はたして自分にも書けるのだろうか、心配であった。
「ま、まぁ別に日記って言っても色々な種類があるのよ?明日の予想日記だったり、お天気日記だったり、自由に書いていいの、私も子供の頃は……」
おばさんが子供の頃の事を話し出す、ともう止まらなくなる。
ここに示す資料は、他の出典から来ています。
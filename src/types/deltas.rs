//! Window statistics and current-vs-baseline deltas.
//!
//! The key design decision here is the tri-state `MetricDelta`: a metric is
//! either `Computed` (both windows had enough data) or `Insufficient`
//! (baseline below the configured day floor). A missing baseline never
//! masquerades as a 100% drop.

use chrono::NaiveDate;
use serde::{Deserialize, Serialize};

/// Tracked metrics across the two upstream families.
#[derive(Debug, Clone, Copy, PartialEq, Eq, Hash, Serialize, Deserialize)]
#[serde(rename_all = "snake_case")]
pub enum Metric {
    Clicks,
    Impressions,
    Ctr,
    Position,
    Sessions,
    Users,
}

impl Metric {
    /// Stable metric name used in anomaly records and log fields.
    pub fn name(self) -> &'static str {
        match self {
            Metric::Clicks => "clicks",
            Metric::Impressions => "impressions",
            Metric::Ctr => "ctr",
            Metric::Position => "position",
            Metric::Sessions => "sessions",
            Metric::Users => "users",
        }
    }

    /// Position is the one inverted metric: a *rise* in the position number
    /// is the regression.
    pub fn lower_is_better(self) -> bool {
        matches!(self, Metric::Position)
    }
}

impl std::fmt::Display for Metric {
    fn fmt(&self, f: &mut std::fmt::Formatter<'_>) -> std::fmt::Result {
        f.write_str(self.name())
    }
}

/// Date bounds of the current and baseline windows for one run.
///
/// Both windows are inclusive; the baseline window immediately precedes the
/// current window.
#[derive(Debug, Clone, Copy, PartialEq, Eq, Serialize, Deserialize)]
pub struct WindowBounds {
    pub current_start: NaiveDate,
    pub current_end: NaiveDate,
    pub baseline_start: NaiveDate,
    pub baseline_end: NaiveDate,
}

impl WindowBounds {
    pub fn contains_current(&self, date: NaiveDate) -> bool {
        date >= self.current_start && date <= self.current_end
    }

    pub fn contains_baseline(&self, date: NaiveDate) -> bool {
        date >= self.baseline_start && date <= self.baseline_end
    }
}

/// Aggregate statistics for one metric over one window.
#[derive(Debug, Clone, Copy, Serialize, Deserialize)]
pub struct WindowStats {
    pub sum: f64,
    pub mean: f64,
    /// Sample standard deviation of the daily values (0.0 for a single day)
    pub std_dev: f64,
    /// Number of days in the window that actually had data
    pub days: usize,
}

/// Fully computed delta for one metric.
#[derive(Debug, Clone, Serialize, Deserialize)]
pub struct DeltaStats {
    pub baseline: WindowStats,
    pub current: WindowStats,
    /// `current.mean - baseline.mean`
    pub abs_delta: f64,
    /// Percentage delta of the daily mean, signed (−40.0 = forty percent down)
    pub pct_delta: f64,
    /// Drop flag at the configured threshold, with position inverted
    pub is_drop: bool,
    /// Z-score of the current mean against the baseline distribution.
    /// `None` when the baseline had too few days or zero variance.
    pub z_score: Option<f64>,
}

impl DeltaStats {
    /// Delta with the sign normalised so that negative always means
    /// "got worse" — position's sign is flipped.
    pub fn effective_pct(&self, metric: Metric) -> f64 {
        if metric.lower_is_better() {
            -self.pct_delta
        } else {
            self.pct_delta
        }
    }

    /// Z-score with the same normalisation as [`Self::effective_pct`].
    pub fn effective_z(&self, metric: Metric) -> Option<f64> {
        self.z_score
            .map(|z| if metric.lower_is_better() { -z } else { z })
    }
}

/// Tri-state delta: computed, or explicitly not computable.
#[derive(Debug, Clone, Serialize, Deserialize)]
#[serde(tag = "state", rename_all = "snake_case")]
pub enum MetricDelta {
    Computed(DeltaStats),
    /// Baseline window had fewer data days than the configured floor,
    /// or a zero baseline made a percentage meaningless.
    Insufficient { baseline_days: usize },
}

impl MetricDelta {
    pub fn as_computed(&self) -> Option<&DeltaStats> {
        match self {
            MetricDelta::Computed(stats) => Some(stats),
            MetricDelta::Insufficient { .. } => None,
        }
    }

    pub fn is_insufficient(&self) -> bool {
        matches!(self, MetricDelta::Insufficient { .. })
    }
}

/// Search-visibility family deltas.
#[derive(Debug, Clone, Serialize, Deserialize)]
pub struct SearchDeltas {
    pub clicks: MetricDelta,
    pub impressions: MetricDelta,
    pub ctr: MetricDelta,
    pub position: MetricDelta,
}

impl SearchDeltas {
    /// Iterate metrics in a fixed order for deterministic downstream output.
    pub fn iter(&self) -> [(Metric, &MetricDelta); 4] {
        [
            (Metric::Clicks, &self.clicks),
            (Metric::Impressions, &self.impressions),
            (Metric::Ctr, &self.ctr),
            (Metric::Position, &self.position),
        ]
    }
}

/// Analytics family deltas.
#[derive(Debug, Clone, Serialize, Deserialize)]
pub struct AnalyticsDeltas {
    pub sessions: MetricDelta,
    pub users: MetricDelta,
}

impl AnalyticsDeltas {
    pub fn iter(&self) -> [(Metric, &MetricDelta); 2] {
        [
            (Metric::Sessions, &self.sessions),
            (Metric::Users, &self.users),
        ]
    }
}

/// Snapshot of all current-vs-baseline deltas for one run.
///
/// A `None` family means the upstream fetch for that family was unavailable
/// (timed out, failed, or returned nothing at all) — distinct from a family
/// that was fetched but had an insufficient baseline.
#[derive(Debug, Clone, Serialize, Deserialize)]
pub struct Deltas {
    pub window: WindowBounds,
    pub search: Option<SearchDeltas>,
    pub analytics: Option<AnalyticsDeltas>,
}

impl Deltas {
    /// True when neither metric family produced any usable deltas.
    pub fn is_empty(&self) -> bool {
        self.search.is_none() && self.analytics.is_none()
    }
}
とにかく話が長い、長い、長すぎるのだ。
「と、とりあえず書いてみることにしますね、ありがとうございました! 」
ユナはその前に逃げる事にした。
「今度はパンを買いに来てちょうだいね〜〜‼︎ 」
背後からおばさんの声が聞こえた……気がしたことにした。
◇
ユナは元いた樹木の下に戻った。
もうユナは先程のように暇ではない。
「さて、何を書こうかな?普通の日記は辞めた方がいいかもね」
普通に書くと内容が大変なことになるのは、目に見えていたし、おばさんは何を書くのも自由と言った。
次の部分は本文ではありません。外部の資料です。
#[cfg(test)]
mod tests {
    use super::*;
    use crate::cluster::ClusterClassifier;
    use crate::config::ClusterConfig;
    use crate::types::{
        AnalyticsDeltas, Confidence, MetricDelta, SearchDeltas, WindowBounds, WindowStats,
    };
    use chrono::NaiveDate;
    use std::collections::BTreeMap;

    fn date(day: u32) -> NaiveDate {
        NaiveDate::from_ymd_opt(2024, 3, day).unwrap()
    }

    fn window() -> WindowBounds {
        WindowBounds {
            baseline_start: date(1),
            baseline_end: date(14),
            current_start: date(15),
            current_end: date(17),
        }
    }

    fn computed(baseline: f64, current: f64, is_drop: bool) -> MetricDelta {
        MetricDelta::Computed(DeltaStats {
            baseline: WindowStats { sum: baseline * 14.0, mean: baseline, std_dev: 5.0, days: 14 },
            current: WindowStats { sum: current * 3.0, mean: current, std_dev: 0.0, days: 3 },
            abs_delta: current - baseline,
            pct_delta: (current - baseline) / baseline * 100.0,
            is_drop,
            z_score: None,
        })
    }

    fn search_deltas(clicks_drop: bool) -> SearchDeltas {
        SearchDeltas {
            clicks: if clicks_drop {
                computed(500.0, 300.0, true)
            } else {
                computed(500.0, 500.0, false)
            },
            impressions: computed(10000.0, 10000.0, false),
            ctr: computed(0.05, 0.05, false),
            position: computed(5.0, 5.0, false),
        }
    }

    fn traffic_anomaly() -> Anomaly {
        let mut scope = BTreeMap::new();
        scope.insert("channel".to_string(), "search_console".to_string());
        Anomaly {
            kind: AnomalyKind::TrafficDrop,
            start_date: date(15),
            end_date: date(17),
            metric: "clicks".to_string(),
            baseline_value: 500.0,
            observed_value: 300.0,
            delta_pct: -40.0,
            z_score: None,
            scope,
        }
    }

    fn blocked_check(url: &str) -> PageCheck {
        PageCheck {
            url: url.to_string(),
            date: date(16),
            http_status: 200,
            redirect_target: None,
            canonical_url: None,
            meta_robots: None,
            robots_disallow: vec!["/services/".to_string()],
            text_length: Some(1500),
            structured_data_valid: Some(true),
            internal_link_count: Some(4),
            analytics_tag_present: Some(true),
        }
    }

    fn clean_check(url: &str) -> PageCheck {
        PageCheck {
            robots_disallow: Vec::new(),
            ..blocked_check(url)
        }
    }

    fn classifier() -> ClusterClassifier {
        ClusterClassifier::compile(&ClusterConfig::default()).unwrap()
    }

    fn services_loss(share: f64) -> ClusterLoss {
        ClusterLoss {
            cluster: "/services/*".to_string(),
            baseline_daily_clicks: 400.0,
            current_daily_clicks: 80.0,
            loss: 320.0,
            loss_share: share,
            page_count: 12,
        }
    }

    #[test]
    fn robots_block_yields_rank_one_high_confidence() {
        let cfg = DiagnosisConfig::default();
        let generator = HypothesisGenerator::new(&cfg);
        let classifier = classifier();
        let deltas = Deltas {
            window: window(),
            search: Some(search_deltas(true)),
            analytics: None,
        };
        let anomalies = vec![traffic_anomaly()];
        let losses = vec![services_loss(0.8)];
        let checks = vec![
            blocked_check("https://example.com/services/audit"),
            clean_check("https://example.com/blog/post"),
        ];
        let ctx = EvidenceContext {
            deltas: &deltas,
            anomalies: &anomalies,
            cluster_losses: &losses,
            checks: &checks,
            classifier: &classifier,
        };

        let hypotheses = generator.generate(&ctx);
        let top = &hypotheses[0];
        assert_eq!(top.rank, 1);
        assert_eq!(top.key, HypothesisKey::RobotsOrNoindex);
        assert_eq!(top.confidence, Confidence::High);
        assert!(!top.evidence.is_empty());
        // evidence is sorted strongest first
        assert_eq!(top.evidence[0].strength, EvidenceStrength::Strong);
    }

    #[test]
    fn no_applicable_evidence_emits_nothing_for_key() {
        let cfg = DiagnosisConfig::default();
        let generator = HypothesisGenerator::new(&cfg);
        let classifier = classifier();
        // no anomalies, no checks, flat metrics
        let deltas = Deltas {
            window: window(),
            search: Some(search_deltas(false)),
            analytics: None,
        };
        let ctx = EvidenceContext {
            deltas: &deltas,
            anomalies: &[],
            cluster_losses: &[],
            checks: &[],
            classifier: &classifier,
        };

        let hypotheses = generator.generate(&ctx);
        assert!(
            hypotheses.is_empty(),
            "quiet run should produce no hypotheses, got {:?}",
            hypotheses.iter().map(|h| h.key).collect::<Vec<_>>()
        );
    }

    #[test]
    fn ranking_is_deterministic_across_runs() {
        let cfg = DiagnosisConfig::default();
        let generator = HypothesisGenerator::new(&cfg);
        let classifier = classifier();
        let deltas = Deltas {
            window: window(),
            search: Some(search_deltas(true)),
            analytics: None,
        };
        let anomalies = vec![traffic_anomaly()];
        let losses = vec![services_loss(0.8)];
        let checks = vec![blocked_check("https://example.com/services/audit")];
        let ctx = EvidenceContext {
            deltas: &deltas,
            anomalies: &anomalies,
            cluster_losses: &losses,
            checks: &checks,
            classifier: &classifier,
        };

        let first = generator.generate(&ctx);
        let second = generator.generate(&ctx);
        let a = serde_json::to_string(&first).unwrap();
        let b = serde_json::to_string(&second).unwrap();
        assert_eq!(a, b, "identical inputs must rank identically, byte for byte");
    }

    #[test]
    fn ranks_are_unique_and_contiguous() {
        let cfg = DiagnosisConfig::default();
        let generator = HypothesisGenerator::new(&cfg);
        let classifier = classifier();
        let deltas = Deltas {
            window: window(),
            search: Some(search_deltas(true)),
            analytics: None,
        };
        let anomalies = vec![traffic_anomaly()];
        let losses = vec![services_loss(0.8)];
        let checks = vec![blocked_check("https://example.com/services/audit")];
        let ctx = EvidenceContext {
            deltas: &deltas,
            anomalies: &anomalies,
            cluster_losses: &losses,
            checks: &checks,
            classifier: &classifier,
        };

        let hypotheses = generator.generate(&ctx);
        for (i, h) in hypotheses.iter().enumerate() {
            assert_eq!(h.rank as usize, i + 1);
        }
    }

    #[test]
    fn missing_checks_surface_as_missing_data() {
        let cfg = DiagnosisConfig::default();
        let generator = HypothesisGenerator::new(&cfg);
        let classifier = classifier();
        let deltas = Deltas {
            window: window(),
            search: Some(search_deltas(true)),
            analytics: None,
        };
        let anomalies = vec![traffic_anomaly()];
        let losses = vec![services_loss(0.8)];
        let ctx = EvidenceContext {
            deltas: &deltas,
            anomalies: &anomalies,
            cluster_losses: &losses,
            checks: &[],
            classifier: &classifier,
        };

        // with no checks at all, technical keys cannot gather support and
        // are absent rather than low-confidence
        let hypotheses = generator.generate(&ctx);
        assert!(hypotheses
            .iter()
            .all(|h| h.key != HypothesisKey::RobotsOrNoindex));
    }
}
「あ、そうだ!願い事日記、なんていいかも。自分の願い事を書いてくの。いいわよね?私の自由なんだし‼︎ 」
やることは決まった、早速書いてみるとしよう。
ペンを持ち、本をひらく。少し茶色のページ。ペンの先にインクを付け、その紙の上に文字を書く。
『りんごが食べたい』
「………なんか思ったのと違うわね、こんな感じで大丈夫……かな? 」
今さら書いといてなんだが、これは見られたら恥ずかしいと後悔した。異変に気付いたのはそのあとである。
…ーーあったのだ。
正確に言うと、ユナの座っている何センチか前に、ポツンと、それが。
「………………………りん……ご? 」
見慣れた、赤くて丸くて甘い、正真正銘「りんご」。
この時を境にユナは、この世界の神になった。
そしてこの時を境に、地獄がはじまるのである。
初投稿です。
プロローグが長すぎてプロローグじゃなくなってますが、頑張っていこうと思っています。